In 1988, when the Lithuanians split from the Agudat Yisrael party, he acceded to the request of Rabbi Elazar Menachem Shach, the leader of the Lithuanian public, and participated in the meetings of the Degel Hatorah party’s Council of Torah Greats but from that time until his death he never accepted any official position in the party’s spiritual leadership. In the mid -990s, Rabbi Shach began gradually to leave the stage and sent public issues his way.

From his modest home – one and half rooms – in Simtat Hanan in Mea Shearim, beginning in the mid-1990s he decided who was a Jew, who would convert, how Jews would marry and how they would divorce, what would happen to the Israeli economy in the fallow year (once every seven years, as decreed in the Bible) and what the government policy would be regarding organ donations. He appointed Rabbi Yona Metzger as chief rabbi only in order to block the National Religious Party candidate and for many eyras he determined who would be the Degel Hatorah representatives in the Knesset, by means of whom he imposed decisions on fateful issues.
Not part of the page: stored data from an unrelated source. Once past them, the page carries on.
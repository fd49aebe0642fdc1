//! analyst-agent: an agentic data-analyst service.
//!
//! A client uploads a natural-language questions file plus optional data
//! attachments; the service generates, executes and validates LLM-authored
//! analysis code until it produces a JSON-shaped answer within a hard
//! wall-clock deadline, degrading to a typed-placeholder response when it
//! cannot finish in time.

// Core modules
pub mod codegen;
pub mod error;
pub mod extract;
pub mod format;
pub mod images;
pub mod llm;
pub mod logging;
pub mod pipeline;
pub mod sandbox;
pub mod server;
pub mod validator;

// Re-export commonly used error types
pub use error::{CodeGenError, LlmError};
pub use pipeline::config::{ConfigError, PipelineConfig};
Had it not been for Rabbi Elayshiv, who though he was opposed to the disengagement ordered Degel Hatorah to support Prime Minister Ariel Sharon, the unilateral withdrawal from the Gaza Strip in 2005 might not have taken place. The newspaper Yated Neeman, his mouthpiece, often attacked the settlers.

In the arena of rabbinical law he was very strict and uncompromising hewing only to the narrowest of interpretations. He saw the halacha – rabbinical law – as a closed code that cannot be damaged at any price, even in the name of pragmatism or flexibility in adapting to a social or national reality. Examples of Rabbi Elyashiv’s strictness can be found well into his final years: his struggle against the government-sponsored conversion to Judaism that cast doubt on thousands of converts, his struggle against the “sales permit” in the fallow year and his stubborn refusal to recognize the scientific phenomenon of brain death, unlike other ultra-Orthodox rabbinical scholars who voiced opinions on the issue.
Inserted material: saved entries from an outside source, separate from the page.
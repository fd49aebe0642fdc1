//! analyst-agent service entry point.
//!
//! Initializes logging, builds the pipeline from environment configuration,
//! and serves the HTTP API.

use std::net::SocketAddr;
use std::sync::Arc;
use std::time::Duration;

use clap::Parser;
use tracing_subscriber::{fmt, prelude::*, EnvFilter};

use analyst_agent::llm::{Generator, LlmClient};
use analyst_agent::pipeline::{Pipeline, PipelineConfig};
use analyst_agent::server::{self, AppState};

/// Agentic data-analyst service.
#[derive(Parser, Debug)]
#[command(name = "analyst-agent", version, about)]
struct Cli {
    /// Address to bind.
    #[arg(long, default_value = "0.0.0.0")]
    host: String,

    /// Port to listen on.
    #[arg(long, default_value_t = 8000, env = "ANALYST_PORT")]
    port: u16,

    /// Total time budget per request, in seconds.
    #[arg(long, default_value_t = 290, env = "ANALYST_DEADLINE_SECS")]
    deadline_secs: u64,

    /// Log level (trace, debug, info, warn, error).
    #[arg(long, default_value = "info")]
    log_level: String,
}

#[tokio::main]
async fn main() -> anyhow::Result<()> {
    let cli = Cli::parse();

    // Initialize tracing with environment filter
    // Priority: RUST_LOG env var > --log-level CLI arg > default "info"
    let log_filter = std::env::var("RUST_LOG").unwrap_or_else(|_| cli.log_level.clone());

    tracing_subscriber::registry()
        .with(fmt::layer())
        .with(EnvFilter::try_from_default_env().unwrap_or_else(|_| EnvFilter::new(&log_filter)))
        .init();

    let config = PipelineConfig::from_env()?;
    config.validate()?;

    let client = Arc::new(LlmClient::from_env());
    let generator = Generator::from_env(client);

    let state = AppState {
        deadline: Duration::from_secs(cli.deadline_secs),
        log_dir: config.log_dir.clone(),
        pipeline: Arc::new(Pipeline::new(config, generator)),
    };

    let addr: SocketAddr = format!("{}:{}", cli.host, cli.port).parse()?;
    let listener = tokio::net::TcpListener::bind(addr).await?;
    tracing::info!("analyst-agent listening on {addr}");

    axum::serve(listener, server::router(state)).await?;
    Ok(())
}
In matters of outlook he saw himself as having an obligation to preserve the walls surrounding the ultra-Orthodox public and thus he came out strongly against academic degrees for women from the Bais Yaakov seminaries, against programs for the ultra-Orthodox in academia and in the army, against the use of the Internet and against the ultra-Orthodox media in all its stripes.

But his power was limited and his limitations were obvious concerning the issue of the racial discrimination in ultra-Orthodox education. The principals of the Lithuanian seminaries (schools for girls), who supposedly did as he bid, for many years ignored Rabbi Elyashiv’s Rabbi Elyashiv’s official position to the effect that the schools must enroll a quota of a minimum of 30 percent of their students from MIzrahi families (families with origins in the Muslim countries), and not a maximum of 30 percent as they interpreted this.
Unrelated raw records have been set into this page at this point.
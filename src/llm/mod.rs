//! LLM integration for analyst-agent.
//!
//! The external generator is treated as an unreliable collaborator: possibly
//! unavailable, possibly slow, possibly wrong. Everything above this module
//! consumes it through [`Generator`], which enforces a caller-imposed
//! timeout on every call, and providers are swappable behind the
//! [`LlmProvider`] trait (the pipeline tests script one in memory).

pub mod client;

use std::sync::Arc;
use std::time::Duration;

use async_trait::async_trait;
use serde::{Deserialize, Serialize};

use crate::error::LlmError;

pub use client::LlmClient;

/// One chat message on the wire.
#[derive(Debug, Clone, Serialize, Deserialize)]
pub struct Message {
    /// Sender role: "system", "user" or "assistant".
    pub role: String,
    /// Message text.
    pub content: String,
}

impl Message {
    /// Builds a system-role message.
    pub fn system(content: impl Into<String>) -> Self {
        Self {
            role: "system".to_string(),
            content: content.into(),
        }
    }

    /// Builds a user-role message.
    pub fn user(content: impl Into<String>) -> Self {
        Self {
            role: "user".to_string(),
            content: content.into(),
        }
    }
}

/// Chat-completions request body.
#[derive(Debug, Clone, Serialize, Deserialize)]
pub struct GenerationRequest {
    /// Model to generate with.
    pub model: String,
    /// Conversation so far.
    pub messages: Vec<Message>,
    /// Sampling temperature; omitted from the wire when unset.
    #[serde(skip_serializing_if = "Option::is_none")]
    pub temperature: Option<f64>,
    /// Completion length limit; omitted from the wire when unset.
    #[serde(skip_serializing_if = "Option::is_none")]
    pub max_tokens: Option<u32>,
}

impl GenerationRequest {
    /// Builds a request with default sampling parameters.
    pub fn new(model: impl Into<String>, messages: Vec<Message>) -> Self {
        Self {
            model: model.into(),
            messages,
            temperature: None,
            max_tokens: None,
        }
    }

    /// Overrides the sampling temperature.
    pub fn with_temperature(mut self, temperature: f64) -> Self {
        self.temperature = Some(temperature);
        self
    }
}

/// Chat-completions response body.
#[derive(Debug, Clone, Serialize, Deserialize)]
pub struct GenerationResponse {
    /// Provider-assigned response id.
    #[serde(default)]
    pub id: String,
    /// Model that produced the completion.
    #[serde(default)]
    pub model: String,
    /// Returned completions; the pipeline only ever reads the first.
    pub choices: Vec<Choice>,
}

impl GenerationResponse {
    /// Content of the first choice, if the provider returned any.
    pub fn first_content(&self) -> Option<&str> {
        self.choices.first().map(|c| c.message.content.as_str())
    }
}

/// One completion within a response.
#[derive(Debug, Clone, Serialize, Deserialize)]
pub struct Choice {
    /// Position within the response.
    #[serde(default)]
    pub index: u32,
    /// The completion itself.
    pub message: Message,
    /// Why generation stopped ("stop", "length", ...).
    #[serde(default)]
    pub finish_reason: String,
}

/// Anything that can serve a chat-completions request.
#[async_trait]
pub trait LlmProvider: Send + Sync {
    /// Produces a completion for the request.
    async fn generate(&self, request: GenerationRequest) -> Result<GenerationResponse, LlmError>;
}

/// Timeout-enforcing facade over an [`LlmProvider`].
///
/// Splits generation into the two capabilities the pipeline consumes:
/// plain text (planning, judging) on a fast model and code on a stronger
/// one. Every call is bounded by the caller's timeout; a hung upstream
/// call surfaces as [`LlmError::Timeout`] instead of stalling the
/// deadline clock.
#[derive(Clone)]
pub struct Generator {
    provider: Arc<dyn LlmProvider>,
    text_model: String,
    code_model: String,
}

impl Generator {
    /// Default model for non-coding reasoning and judging.
    pub const DEFAULT_TEXT_MODEL: &'static str = "gemini-2.5-flash";
    /// Default model for code generation.
    pub const DEFAULT_CODE_MODEL: &'static str = "gemini-2.5-pro";

    /// Creates a generator with explicit model choices.
    pub fn new(
        provider: Arc<dyn LlmProvider>,
        text_model: impl Into<String>,
        code_model: impl Into<String>,
    ) -> Self {
        Self {
            provider,
            text_model: text_model.into(),
            code_model: code_model.into(),
        }
    }

    /// Creates a generator with models taken from the environment.
    ///
    /// Reads `ANALYST_TEXT_MODEL` and `ANALYST_CODE_MODEL`, falling back to
    /// the defaults above.
    pub fn from_env(provider: Arc<dyn LlmProvider>) -> Self {
        let text_model = std::env::var("ANALYST_TEXT_MODEL")
            .unwrap_or_else(|_| Self::DEFAULT_TEXT_MODEL.to_string());
        let code_model = std::env::var("ANALYST_CODE_MODEL")
            .unwrap_or_else(|_| Self::DEFAULT_CODE_MODEL.to_string());
        Self::new(provider, text_model, code_model)
    }

    /// Generates plain text from a prompt, bounded by `timeout`.
    pub async fn generate_text(
        &self,
        prompt: &str,
        timeout: Duration,
    ) -> Result<String, LlmError> {
        self.call(&self.text_model, prompt, timeout).await
    }

    /// Generates source code from a prompt, bounded by `timeout`.
    ///
    /// The raw response may still contain markdown fences; the caller is
    /// responsible for extraction and output hygiene.
    pub async fn generate_code(
        &self,
        prompt: &str,
        timeout: Duration,
    ) -> Result<String, LlmError> {
        self.call(&self.code_model, prompt, timeout).await
    }

    async fn call(&self, model: &str, prompt: &str, limit: Duration) -> Result<String, LlmError> {
        let request = GenerationRequest::new(model, vec![Message::user(prompt)]);
        let response = tokio::time::timeout(limit, self.provider.generate(request))
            .await
            .map_err(|_| LlmError::Timeout(limit))??;

        match response.first_content() {
            Some(content) if !content.trim().is_empty() => Ok(content.to_string()),
            _ => Err(LlmError::EmptyResponse),
        }
    }
}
Not only the elite, but also the ultra-Orthodox rank and file voted with their feet: Many ultra-Orthodox ignored Rabbi Elyashiv’s rabbinical rulings prohibiting the use of the Internet, non-kosher mobile phones, wigs and more, and the extremist fanatics of the Eda Haredit were often enraged at him without him being able to enter into confrontation with them.

He and his late wife Sheyna-Haya, a daughter of Rabbi Arieh Levin, had 12 children. In May of 2009, he saw the start of the sixth generation of his descendents, with the birth of a grandson to one of his great-grandchildren.

So who will succeed Rabbi Elyahsiv? There are a number of candidates, the most senior of whom is Rabbi Aharon Leib Steinman, Rabbi Elyashiv’s number 2 and the supreme authority on matters of education, a young Jew of 96. There are also Rabbi Chaim Kanievsky, Rabbi Nissim Karelitz and Rabbi Shmuel Auerbach. Most of these men, incidentally, are related to Rabbi Elyashiv by marriage. However, another possibility is that not one but several successors will be chosen, which could lead to splits within the Lithuanian sector.